→ **Activity**: For the word "clone", find each line in the entries where it occurs and copy that line.

=====

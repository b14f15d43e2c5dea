//! Game-state driver.
//!
//! A [`Game`] owns a set of named [`GameState`]s and forwards `update` and
//! `render` to the active one. States ask for transitions and termination
//! through the [`GameControl`] they are handed during `update`; the game
//! applies those requests once the state's update has returned.

use crate::entities::{
    concrete_mut, mothership, probe, register_builtin_kinds, spawn_mothership, spawn_probe,
    Mothership,
};
use crate::error::SimError;
use rand::{Rng, SeedableRng};
use rand_chacha::ChaCha8Rng;
use std::collections::HashMap;
use tracing::{debug, info};
use warp_core::{render_observation, DrawContext, Owner, Position, Universe, UniverseConfig};

/// One screen or mode of the game.
pub trait GameState {
    /// Unique state name used by [`Game::switch_state`].
    fn name(&self) -> &str;

    /// Called when the state becomes active. `from` is the previous state.
    fn enter(&mut self, from: Option<&str>) -> Result<(), SimError>;

    /// Called when another state takes over.
    fn exit(&mut self, to: &str) -> Result<(), SimError>;

    /// Advances the state by one frame.
    fn update(&mut self, ctl: &mut GameControl) -> Result<(), SimError>;

    /// Draws the state.
    fn render(&self, ctx: &mut dyn DrawContext) -> Result<(), SimError>;
}

/// Requests a state can make of the game during `update`.
#[derive(Debug, Default)]
pub struct GameControl {
    current: String,
    switch_to: Option<String>,
    terminate: bool,
}

impl GameControl {
    /// Name of the state being updated.
    pub fn current_state_name(&self) -> &str {
        &self.current
    }

    /// Switches to `to` once the current update returns.
    pub fn switch_state(&mut self, to: &str) {
        self.switch_to = Some(to.to_string());
    }

    /// Stops the game once the current update returns.
    pub fn terminate(&mut self) {
        self.terminate = true;
    }
}

/// Owns the states and the run flag.
pub struct Game {
    states: HashMap<String, Box<dyn GameState>>,
    current: Option<String>,
    running: bool,
    frames: u64,
}

impl Game {
    /// Creates a running game with no states.
    pub fn new() -> Self {
        Self {
            states: HashMap::new(),
            current: None,
            running: true,
            frames: 0,
        }
    }

    /// Adds a state, replacing any state with the same name.
    pub fn add_state(&mut self, state: Box<dyn GameState>) {
        self.states.insert(state.name().to_string(), state);
    }

    /// Name of the active state.
    pub fn current_state_name(&self) -> Option<&str> {
        self.current.as_deref()
    }

    /// Exits the active state (if any) and enters `to`.
    ///
    /// If the active state fails to exit it stays active.
    pub fn switch_state(&mut self, to: &str) -> Result<(), SimError> {
        if !self.states.contains_key(to) {
            return Err(SimError::unknown_state(to));
        }

        let from = self.current.clone();
        if let Some(state) = from.as_deref().and_then(|name| self.states.get_mut(name)) {
            info!("Exiting state: {}", state.name());
            state.exit(to)?;
        }

        info!("Enter state: {}", to);
        self.current = Some(to.to_string());
        if let Some(state) = self.states.get_mut(to) {
            state.enter(from.as_deref())?;
        }
        Ok(())
    }

    /// Returns false once the game has been terminated.
    pub fn running(&self) -> bool {
        self.running
    }

    /// Stops the game.
    pub fn terminate(&mut self) {
        self.running = false;
    }

    /// Frames updated so far.
    pub fn frame_count(&self) -> u64 {
        self.frames
    }

    /// Updates the active state and applies the requests it made.
    pub fn update(&mut self) -> Result<(), SimError> {
        let name = self.current.clone().ok_or(SimError::NoActiveState)?;
        let state = self
            .states
            .get_mut(&name)
            .ok_or_else(|| SimError::unknown_state(name.as_str()))?;

        let mut ctl = GameControl {
            current: name,
            ..Default::default()
        };
        state.update(&mut ctl)?;
        self.frames += 1;

        if ctl.terminate {
            debug!("State {} requested termination", ctl.current);
            self.terminate();
        }
        if let Some(to) = ctl.switch_to {
            self.switch_state(&to)?;
        }
        Ok(())
    }

    /// Renders the active state.
    pub fn render(&self, ctx: &mut dyn DrawContext) -> Result<(), SimError> {
        let state = self
            .current
            .as_deref()
            .and_then(|name| self.states.get(name))
            .ok_or(SimError::NoActiveState)?;
        state.render(ctx)
    }

    /// Updates and renders until terminated or `max_frames` is reached.
    pub fn run(&mut self, ctx: &mut dyn DrawContext, max_frames: u64) -> Result<u64, SimError> {
        let start = self.frames;
        while self.running && self.frames - start < max_frames {
            self.update()?;
            self.render(ctx)?;
        }
        Ok(self.frames - start)
    }
}

impl Default for Game {
    fn default() -> Self {
        Self::new()
    }
}

/// The in-game state: steps a universe and draws what the camera sees.
pub struct PlayState {
    universe: Universe,
    camera: Position,
    max_ticks: Option<u64>,
}

impl PlayState {
    /// Name the state is registered under.
    pub const NAME: &'static str = "play";

    /// Creates a play state over `universe`, viewed from the configured camera.
    pub fn new(universe: Universe) -> Self {
        let camera = universe.config().camera_position();
        Self {
            universe,
            camera,
            max_ticks: None,
        }
    }

    /// A launching enemy mothership at the origin plus `probes` player probes
    /// scattered inside the bounds from `seed`.
    pub fn skirmish(config: UniverseConfig, seed: u64, probes: usize) -> Result<Self, SimError> {
        let mut universe = Universe::new(config)?;
        register_builtin_kinds(universe.registry_mut());

        let launch_every = (universe.capacity() as u64 / 2).max(1);
        let ship = spawn_mothership(&mut universe, Owner::Enemy, Position::zeros())?;
        concrete_mut::<Mothership>(&mut universe, ship, mothership::KIND)?.launch_every =
            Some(launch_every);

        let mut rng = ChaCha8Rng::seed_from_u64(seed);
        let bounds = universe.config().bounds;
        let speed = universe.config().propagation_speed;
        for _ in 0..probes {
            let position = Position::new(
                rng.gen_range(bounds.min_x..=bounds.max_x),
                rng.gen_range(bounds.min_y..=bounds.max_y),
            );
            let velocity =
                Position::new(rng.gen_range(-0.5..=0.5), rng.gen_range(-0.5..=0.5)) * speed;
            spawn_probe(
                &mut universe,
                Owner::Player,
                position,
                velocity,
                Some(probe::DEFAULT_LIFETIME_TICKS),
            )?;
        }

        debug!(
            "Skirmish ready: {} probes, mothership launches every {} ticks",
            probes, launch_every
        );
        Ok(Self::new(universe))
    }

    /// Terminates the game after `ticks` universe updates.
    pub fn with_max_ticks(mut self, ticks: u64) -> Self {
        self.max_ticks = Some(ticks);
        self
    }

    /// Moves the camera.
    pub fn set_camera(&mut self, camera: Position) {
        self.camera = camera;
    }

    /// The simulated universe.
    pub fn universe(&self) -> &Universe {
        &self.universe
    }

    /// Mutable access for spawning and damage between frames.
    pub fn universe_mut(&mut self) -> &mut Universe {
        &mut self.universe
    }
}

impl GameState for PlayState {
    fn name(&self) -> &str {
        Self::NAME
    }

    fn enter(&mut self, from: Option<&str>) -> Result<(), SimError> {
        debug!(
            "Play entered from {:?} with {} live entities",
            from,
            self.universe.live_count()
        );
        Ok(())
    }

    fn exit(&mut self, _to: &str) -> Result<(), SimError> {
        Ok(())
    }

    fn update(&mut self, ctl: &mut GameControl) -> Result<(), SimError> {
        let report = self.universe.update()?;
        if self.max_ticks.map_or(false, |max| report.tick + 1 >= max) {
            ctl.terminate();
        }
        Ok(())
    }

    fn render(&self, ctx: &mut dyn DrawContext) -> Result<(), SimError> {
        let drawn = render_observation(self.universe.observe_from(self.camera), ctx)?;
        debug!("Rendered {} snapshots", drawn);
        Ok(())
    }
}

#[cfg(test)]
mod tests {
    use super::*;
    use crate::entities::{register_builtin_kinds, spawn_mothership, spawn_probe};
    use std::cell::RefCell;
    use std::rc::Rc;
    use warp_core::{DrawList, Owner, UniverseConfig};

    /// Records lifecycle calls and switches to `next` on first update.
    struct Recorder {
        name: &'static str,
        next: Option<&'static str>,
        log: Rc<RefCell<Vec<String>>>,
        refuse_exit: bool,
    }

    impl Recorder {
        fn new(name: &'static str, next: Option<&'static str>, log: &Rc<RefCell<Vec<String>>>) -> Self {
            Self {
                name,
                next,
                log: log.clone(),
                refuse_exit: false,
            }
        }
    }

    impl GameState for Recorder {
        fn name(&self) -> &str {
            self.name
        }

        fn enter(&mut self, from: Option<&str>) -> Result<(), SimError> {
            self.log.borrow_mut().push(format!("enter {} from {:?}", self.name, from));
            Ok(())
        }

        fn exit(&mut self, to: &str) -> Result<(), SimError> {
            if self.refuse_exit {
                return Err(SimError::unknown_state(to));
            }
            self.log.borrow_mut().push(format!("exit {} to {}", self.name, to));
            Ok(())
        }

        fn update(&mut self, ctl: &mut GameControl) -> Result<(), SimError> {
            if let Some(next) = self.next.take() {
                ctl.switch_state(next);
            }
            Ok(())
        }

        fn render(&self, _ctx: &mut dyn DrawContext) -> Result<(), SimError> {
            Ok(())
        }
    }

    fn play_universe() -> Universe {
        let mut universe = Universe::new(UniverseConfig::default()).unwrap();
        register_builtin_kinds(universe.registry_mut());
        universe
    }

    #[test]
    fn test_switch_state_lifecycle() {
        let log = Rc::new(RefCell::new(Vec::new()));
        let mut game = Game::new();
        game.add_state(Box::new(Recorder::new("title", Some("menu"), &log)));
        game.add_state(Box::new(Recorder::new("menu", None, &log)));

        game.switch_state("title").unwrap();
        game.update().unwrap();

        assert_eq!(game.current_state_name(), Some("menu"));
        assert_eq!(
            *log.borrow(),
            vec![
                "enter title from None".to_string(),
                "exit title to menu".to_string(),
                "enter menu from Some(\"title\")".to_string(),
            ]
        );
    }

    #[test]
    fn test_failed_exit_keeps_current_state() {
        let log = Rc::new(RefCell::new(Vec::new()));
        let mut game = Game::new();
        let mut title = Recorder::new("title", Some("menu"), &log);
        title.refuse_exit = true;
        game.add_state(Box::new(title));
        game.add_state(Box::new(Recorder::new("menu", None, &log)));

        game.switch_state("title").unwrap();
        assert!(game.update().is_err());

        assert_eq!(game.current_state_name(), Some("title"));
        assert!(game.update().is_ok());
        assert_eq!(*log.borrow(), vec!["enter title from None".to_string()]);
    }

    #[test]
    fn test_unknown_state() {
        let mut game = Game::new();
        let result = game.switch_state("credits");

        assert!(matches!(result, Err(SimError::UnknownState(ref s)) if s == "credits"));
        assert!(matches!(game.update(), Err(SimError::NoActiveState)));
    }

    #[test]
    fn test_play_state_runs_until_max_ticks() {
        let mut universe = play_universe();
        spawn_mothership(&mut universe, Owner::Enemy, Position::zeros()).unwrap();

        let mut game = Game::new();
        game.add_state(Box::new(PlayState::new(universe).with_max_ticks(5)));
        game.switch_state(PlayState::NAME).unwrap();

        let mut list = DrawList::new();
        let frames = game.run(&mut list, 100).unwrap();

        assert_eq!(frames, 5);
        assert!(!game.running());
        // One hull per rendered frame.
        assert_eq!(list.fill_count(), 5);
    }

    #[test]
    fn test_skirmish_plays_out() {
        let play = PlayState::skirmish(UniverseConfig::default(), 5, 6).unwrap();
        assert_eq!(play.universe().live_count(), 7);

        let mut game = Game::new();
        game.add_state(Box::new(play.with_max_ticks(30)));
        game.switch_state(PlayState::NAME).unwrap();

        let mut list = DrawList::new();
        assert_eq!(game.run(&mut list, 100).unwrap(), 30);
        // The mothership sits under the camera and is drawn every frame.
        assert!(list.fill_count() >= 30);
    }

    #[test]
    fn test_play_state_renders_observed_state() {
        let mut universe = play_universe();
        spawn_probe(&mut universe, Owner::Player, Position::new(4.0, 0.0), Position::zeros(), Some(10))
            .unwrap();
        let mut play = PlayState::new(universe);
        let mut ctl = GameControl::default();

        // Ticks 0 to 9; the probe expires during tick 9.
        for _ in 0..10 {
            play.update(&mut ctl).unwrap();
        }
        assert_eq!(play.universe().live_count(), 0);

        // Still seen from 4 units away, gone for an observer on top of it.
        let mut list = DrawList::new();
        play.render(&mut list).unwrap();
        assert_eq!(list.fill_count(), 1);

        play.set_camera(Position::new(4.0, 0.0));
        list.clear();
        play.render(&mut list).unwrap();
        assert_eq!(list.fill_count(), 0);
    }
}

=====

→ **Completed task**:
        let from = self.current.clone();
        let name = self.current.clone().ok_or(SimError::NoActiveState)?;
                log: log.clone(),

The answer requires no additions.